Die Station vor mir war von Ravi besetzt, einem jungen Inder, der sich eine Pause von seinem Job als Anästhesist im Krankenhaus in Truro gönnte, um dem Land seine Backkünste vorzuführen. Er machte ein Gajar Ka Halwa – eine Art indischen Karottenkuchen –, der voll mit wohlduftenden Gewürzen war und köstlich roch. Er hatte alles genau abgemessen, während Barbara sich über ihn beugte, flirtete und Witze machte und versuchte ihn dazu zu bringen, seine Zutaten zu verraten; er war nett zurechtgemacht und sah gut aus und sie hatte offensichtlich etwas für ihn übrig. Er ging sehr entspannt damit um und lachte die ganze Zeit. Ich mochte ihn auch.

Eine Person, die ich NICHT mochte, war der Typ im hinteren Teil des Zelts. Martin war auch ein Koch (aber kein Bäcker), der in einem Café in Bodmin arbeitete. Er sah aus, als wäre er um die vierzig, aber er war einer dieser Typen, die sehr viel älter oder jünger sein konnten, als sie aussahen. Er trug ein Batik-T-Shirt und eine Lederkette mit einem Kristall daran um seinen Hals.
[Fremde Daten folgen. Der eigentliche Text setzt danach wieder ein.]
//! The settlement: agents, world state, per-step systems and orchestration

pub mod business;
pub mod events;
pub mod export;
pub mod household;
pub mod output;
pub mod simulation;
pub mod systems;
pub mod world;

pub use business::{Business, BusinessSize};
pub use events::{EventKind, EventLog, TownEvent};
pub use export::{ColorClass, EntityKind, StepRecord, VisualEntity, VisualFrame};
pub use household::Household;
pub use output::{SimulationOutput, SimulationStats};
pub use simulation::{initialize, run, simulate, step, EngineState, SimulationRun};
pub use systems::MetricsSnapshot;
pub use world::TownWorld;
Sein Haar lichtete sich vorne, aber anstatt es zu akzeptieren und auch den Rest seines Haares abzurasieren (was die beste Art wäre, damit umzugehen, meiner Ansicht nach), ließ er wachsen, was noch übrig war, wodurch an seinem Hinterkopf ein langer, strähniger blonder Pferdeschwanz baumelte. Wenn man also ‚Humorloser New Age Hippie‘ googeln würde, würde die Topantwort ein Bild von Martin sein. Aber sein Aussehen war nicht das Problem (so oberflächlich bin ich nicht); es war sein Verhalten. Er war viel zu ernst. Natürlich war er nervös, das waren wir alle; aber der Rest von uns sah sich nicht verstohlen um, was die anderen taten (wir waren offen neugierig und redeten miteinander). Er blieb todernst, hatte sogar seine eigenen Utensilien mitgebracht – nichts Besonderes, nur die üblichen Messbecher und Schneebesen und so. Er hatte über keinen von Barbaras Witzen gelacht oder überhaupt wahrgenommen, dass noch andere Leute im Raum waren. Vielleicht war ich gemein. Vielleicht war er wirklich einfach nervös.
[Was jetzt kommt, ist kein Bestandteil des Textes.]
#[cfg(test)]
mod tests {
    use super::*;
    use crate::core::config::InfrastructureConfig;
    use crate::core::types::{HouseholdId, InfrastructureId};
    use crate::infrastructure::InfrastructureItem;
    use crate::town::business::BusinessSize;
    use rand::SeedableRng;

    fn household(sector: Sector, position: Position) -> Household {
        Household {
            id: HouseholdId(0),
            position,
            size: 4,
            sector,
            landless: false,
            income: 0.0,
            savings: 0.0,
            education: 2.0,
            health: 0.5,
            cooperative: false,
            microfinance: false,
            remittance: false,
            off_grid: false,
            flood_affected: false,
            flood_exposure: 0,
            urban: false,
            rural_attachment: 0.5,
            employer: None,
        }
    }

    fn business(id: u32, sector: Sector, position: Position, employees: u32) -> Business {
        Business {
            id: BusinessId(id),
            position,
            sector,
            size: BusinessSize::Small,
            base_productivity: 1.0,
            productivity_multiplier: 1.0,
            revenue: 0.0,
            profit: 0.0,
            employees,
            retained_earnings: 0.0,
            support_fund: 0.0,
        }
    }

    fn setup() -> (SimulationConfig, SpatialGrid, InfrastructureRegistry) {
        let config = SimulationConfig::default();
        let grid = SpatialGrid::new(&config.grid);
        let registry = InfrastructureRegistry::new(config.grid.width, config.grid.height);
        (config, grid, registry)
    }

    #[test]
    fn test_unexposed_household_consumes_no_draw() {
        let (mut config, grid, _) = setup();
        config.rates.flood_risk = 1.0;
        let mut rng = ChaCha8Rng::seed_from_u64(9);
        let mut reference = ChaCha8Rng::seed_from_u64(9);

        let mut hh = household(Sector::Services, Position::new(5, 5));
        hh.flood_affected = true;
        assert!(resolve_shock(&mut hh, &grid, &config, &mut rng).is_none());
        assert!(!hh.flood_affected);
        assert_eq!(rng.gen::<u64>(), reference.gen::<u64>());
    }

    #[test]
    fn test_flood_draws_down_savings() {
        let (mut config, grid, _) = setup();
        config.rates.flood_risk = 1.0;
        let mut rng = ChaCha8Rng::seed_from_u64(1);
        let mut hh = household(Sector::Agriculture, Position::new(5, 5));
        hh.savings = 1000.0;

        let lost = resolve_shock(&mut hh, &grid, &config, &mut rng).unwrap();
        assert!((lost - 600.0).abs() < 1e-9);
        assert!((hh.savings - 400.0).abs() < 1e-9);
        assert!(hh.flood_affected);
        assert_eq!(hh.flood_exposure, 1);
    }

    #[test]
    fn test_floodplain_exposes_non_farmers() {
        let (mut config, grid, _) = setup();
        config.rates.flood_risk = 1.0;
        let mut rng = ChaCha8Rng::seed_from_u64(1);
        let mut hh = household(Sector::Manufacturing, Position::new(5, 49));
        assert!(resolve_shock(&mut hh, &grid, &config, &mut rng).is_some());
    }

    #[test]
    fn test_income_base_wage() {
        let (config, _, registry) = setup();
        let mut hh = household(Sector::Manufacturing, Position::new(0, 0));
        realize_income(&mut hh, &registry, &config);
        assert_eq!(hh.income, 4000.0);
    }

    #[test]
    fn test_income_urban_and_landless_multipliers() {
        let (config, _, registry) = setup();
        let mut hh = household(Sector::Services, Position::new(25, 25));
        hh.urban = true;
        realize_income(&mut hh, &registry, &config);
        assert!((hh.income - 5000.0 * 1.8).abs() < 1e-9);

        let mut farmer = household(Sector::Agriculture, Position::new(0, 0));
        farmer.landless = true;
        realize_income(&mut farmer, &registry, &config);
        assert!((farmer.income - 2500.0 * 0.7).abs() < 1e-9);
    }

    #[test]
    fn test_flood_penalty_spares_remittance() {
        let (config, _, registry) = setup();
        let mut hh = household(Sector::Agriculture, Position::new(0, 0));
        hh.flood_affected = true;
        hh.remittance = true;
        realize_income(&mut hh, &registry, &config);
        assert!((hh.income - (2500.0 * 0.6 + 2000.0)).abs() < 1e-9);
    }

    #[test]
    fn test_infrastructure_raises_income() {
        let (config, _, mut registry) = setup();
        let item = InfrastructureItem::new(
            InfrastructureId(0),
            InfrastructureType::Road,
            Position::new(3, 3),
            &InfrastructureConfig::default(),
            0,
        );
        registry.register(&item).unwrap();
        let mut hh = household(Sector::Agriculture, Position::new(3, 4));
        realize_income(&mut hh, &registry, &config);
        assert!((hh.income - 2500.0 * 1.2).abs() < 1e-9);
    }

    #[test]
    fn test_investment_below_threshold_does_nothing() {
        let (config, _, registry) = setup();
        let mut hh = household(Sector::Agriculture, Position::new(0, 0));
        hh.cooperative = true;
        hh.microfinance = true;
        hh.savings = 1000.0;
        invest(&mut hh, &registry, &config);
        assert_eq!(hh.education, 2.0);
        assert_eq!(hh.health, 0.5);
        assert_eq!(hh.savings, 1000.0);
    }

    #[test]
    fn test_investment_converts_savings() {
        let (config, _, registry) = setup();
        let mut hh = household(Sector::Agriculture, Position::new(0, 0));
        hh.cooperative = true;
        hh.savings = 10_000.0;
        invest(&mut hh, &registry, &config);
        // 10% of 10_000 at 2000 per level
        assert!((hh.education - 2.5).abs() < 1e-9);
        assert!((hh.savings - 9000.0).abs() < 1e-9);
        // No clinic and no microfinance
        assert_eq!(hh.health, 0.5);
    }

    #[test]
    fn test_investment_capped_at_maximum() {
        let (config, _, registry) = setup();
        let mut hh = household(Sector::Agriculture, Position::new(0, 0));
        hh.microfinance = true;
        hh.health = 0.99;
        hh.savings = 100_000.0;
        invest(&mut hh, &registry, &config);
        assert_eq!(hh.health, 1.0);
        assert!((hh.savings - (100_000.0 - 0.01 * 2000.0)).abs() < 1e-6);
    }

    #[test]
    fn test_sector_change_takes_nearest_open_slot() {
        let (mut config, mut grid, _) = setup();
        config.transition.switch_probability = 1.0;
        let mut businesses = vec![
            business(0, Sector::Services, Position::new(10, 10), 0),
            business(1, Sector::Manufacturing, Position::new(6, 5), 0),
            business(2, Sector::Manufacturing, Position::new(5, 6), 5),
            business(3, Sector::Agriculture, Position::new(5, 5), 0),
        ];
        for b in &businesses {
            grid.place_at(Occupant::Business(b.id), b.position).unwrap();
        }
        let mut rng = ChaCha8Rng::seed_from_u64(3);
        let mut hh = household(Sector::Agriculture, Position::new(5, 5));
        hh.landless = true;
        hh.flood_affected = true;

        let employer = consider_sector_change(&mut hh, &mut businesses, &grid, &config, &mut rng);
        // Business 2 is full and business 3 is a farm
        assert_eq!(employer, Some(BusinessId(1)));
        assert_eq!(hh.sector, Sector::Manufacturing);
        assert_eq!(hh.employer, Some(BusinessId(1)));
        assert_eq!(businesses[1].employees, 1);
    }

    #[test]
    fn test_sector_change_releases_old_employer() {
        let (mut config, mut grid, _) = setup();
        config.transition.switch_probability = 1.0;
        let mut businesses = vec![
            business(0, Sector::Agriculture, Position::new(4, 4), 3),
            business(1, Sector::Services, Position::new(6, 6), 0),
        ];
        for b in &businesses {
            grid.place_at(Occupant::Business(b.id), b.position).unwrap();
        }
        let mut rng = ChaCha8Rng::seed_from_u64(3);
        let mut hh = household(Sector::Agriculture, Position::new(5, 5));
        hh.landless = true;
        hh.flood_affected = true;
        hh.employer = Some(BusinessId(0));

        let employer = consider_sector_change(&mut hh, &mut businesses, &grid, &config, &mut rng);
        assert_eq!(employer, Some(BusinessId(1)));
        assert_eq!(hh.employer, Some(BusinessId(1)));
        assert_eq!(businesses[0].employees, 2);
        assert_eq!(businesses[1].employees, 1);
    }

    #[test]
    fn test_sector_change_ties_break_on_lower_id() {
        let (mut config, mut grid, _) = setup();
        config.transition.switch_probability = 1.0;
        let mut businesses = vec![
            business(0, Sector::Services, Position::new(7, 5), 0),
            business(1, Sector::Manufacturing, Position::new(3, 5), 0),
        ];
        for b in &businesses {
            grid.place_at(Occupant::Business(b.id), b.position).unwrap();
        }
        let mut rng = ChaCha8Rng::seed_from_u64(3);
        let mut hh = household(Sector::Agriculture, Position::new(5, 5));
        hh.landless = true;
        hh.flood_exposure = 5;

        let employer = consider_sector_change(&mut hh, &mut businesses, &grid, &config, &mut rng);
        assert_eq!(employer, Some(BusinessId(0)));
        assert_eq!(hh.sector, Sector::Services);
    }

    #[test]
    fn test_no_open_slot_means_no_switch() {
        let (mut config, grid, _) = setup();
        config.transition.switch_probability = 1.0;
        let mut rng = ChaCha8Rng::seed_from_u64(3);
        let mut hh = household(Sector::Agriculture, Position::new(5, 5));
        hh.landless = true;
        hh.flood_affected = true;
        assert!(consider_sector_change(&mut hh, &mut [], &grid, &config, &mut rng).is_none());
        assert_eq!(hh.sector, Sector::Agriculture);
    }

    #[test]
    fn test_landed_farmer_never_switches() {
        let (mut config, grid, _) = setup();
        config.transition.switch_probability = 1.0;
        let mut rng = ChaCha8Rng::seed_from_u64(3);
        let mut hh = household(Sector::Agriculture, Position::new(5, 5));
        hh.flood_affected = true;
        assert!(consider_sector_change(&mut hh, &mut [], &grid, &config, &mut rng).is_none());
    }

    #[test]
    fn test_migration_moves_toward_center() {
        let (config, grid, registry) = setup();
        let mut rng = ChaCha8Rng::seed_from_u64(5);
        let mut hh = household(Sector::Services, Position::new(0, 25));
        hh.rural_attachment = 0.0;
        hh.income = 1000.0;
        hh.savings = 5000.0;

        let target = consider_migration(&hh, &grid, &registry, &config, &mut rng).unwrap();
        assert_eq!(target, Position::new(6, 25));
    }

    #[test]
    fn test_migration_requires_savings_and_margin() {
        let (config, grid, registry) = setup();
        let mut rng = ChaCha8Rng::seed_from_u64(5);
        let mut hh = household(Sector::Services, Position::new(0, 25));
        hh.rural_attachment = 0.0;
        hh.income = 1000.0;
        hh.savings = 100.0;
        assert!(consider_migration(&hh, &grid, &registry, &config, &mut rng).is_none());

        hh.savings = 5000.0;
        hh.income = 50_000.0;
        assert!(consider_migration(&hh, &grid, &registry, &config, &mut rng).is_none());
    }

    #[test]
    fn test_full_attachment_never_migrates() {
        let (config, grid, registry) = setup();
        let mut rng = ChaCha8Rng::seed_from_u64(5);
        let mut hh = household(Sector::Services, Position::new(0, 25));
        hh.rural_attachment = 1.0;
        hh.savings = 5000.0;
        for _ in 0..100 {
            assert!(consider_migration(&hh, &grid, &registry, &config, &mut rng).is_none());
        }
    }

    #[test]
    fn test_savings_update() {
        let (config, _, _) = setup();
        let mut hh = household(Sector::Agriculture, Position::new(0, 0));
        hh.income = 1000.0;
        hh.savings = 50.0;
        update_savings(&mut hh, &config);
        assert!((hh.savings - 250.0).abs() < 1e-9);
    }
}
Aber was auch immer der Grund war, er war plötzlich gezwungen, ihn fallen zu lassen, zusammen mit uns anderen, als Barbara uns nach einer Stunde dazu aufrief, innezuhalten.

„Okay, meine hübschen Jungs –“, was von einem lasziven Grinsen in Richtung Ravi begleitet wurde und uns alle zum Kichern brachte, „und meine hübschen Mädels! Bitte lasst alles stehen und liegen und bewegt eure Hintern zu den Arbeitsplätzen hinter euch.“ Ein weiteres anzügliches Zwinkern ging an Ravi. „Findest du deinen Hintern nicht, Ravi Schätzchen? Ich helf dir gerne dabei …“ Wir alle lachten wieder, während Ravi spaßeshalber seine Hände hob, um unsere liebestolle Moderatorin abzuwehren, und praktisch zu dem nächsten Arbeitsplatz rannte.

Wir alle folgten, murmelten vor uns hin und fragten uns, was los war. Alle taten es, bis auf Martin, der sich offensichtlich nicht wegbewegen wollte. Ich stand vor ihm und lächelte.

„Ich nehme an, dass du zu dem Arbeitsplatz ganz vorne gehen musst“, sagte ich recht freundlich. Er runzelte die Stirn.

„Was soll das?“

Barbara rollte demonstrativ mit den Augen (was beinahe genauso aussah wie Daisys widerspenstiges Teenagerverhalten). Sie schnippte ungeduldig mit ihren Fingern in der Luft.

„Kommt schon! Kommt schon! Setz deinen Motor in Bewegung, Martin! Komm nach hier vorne, Schätzchen!“ Martin ließ seinen Kuchen widerwillig zurück und machte sich auf an den Arbeitsplatz, der kurz zuvor von der fünften Teilnehmerin, Lynda aus St Ives, verlassen worden war.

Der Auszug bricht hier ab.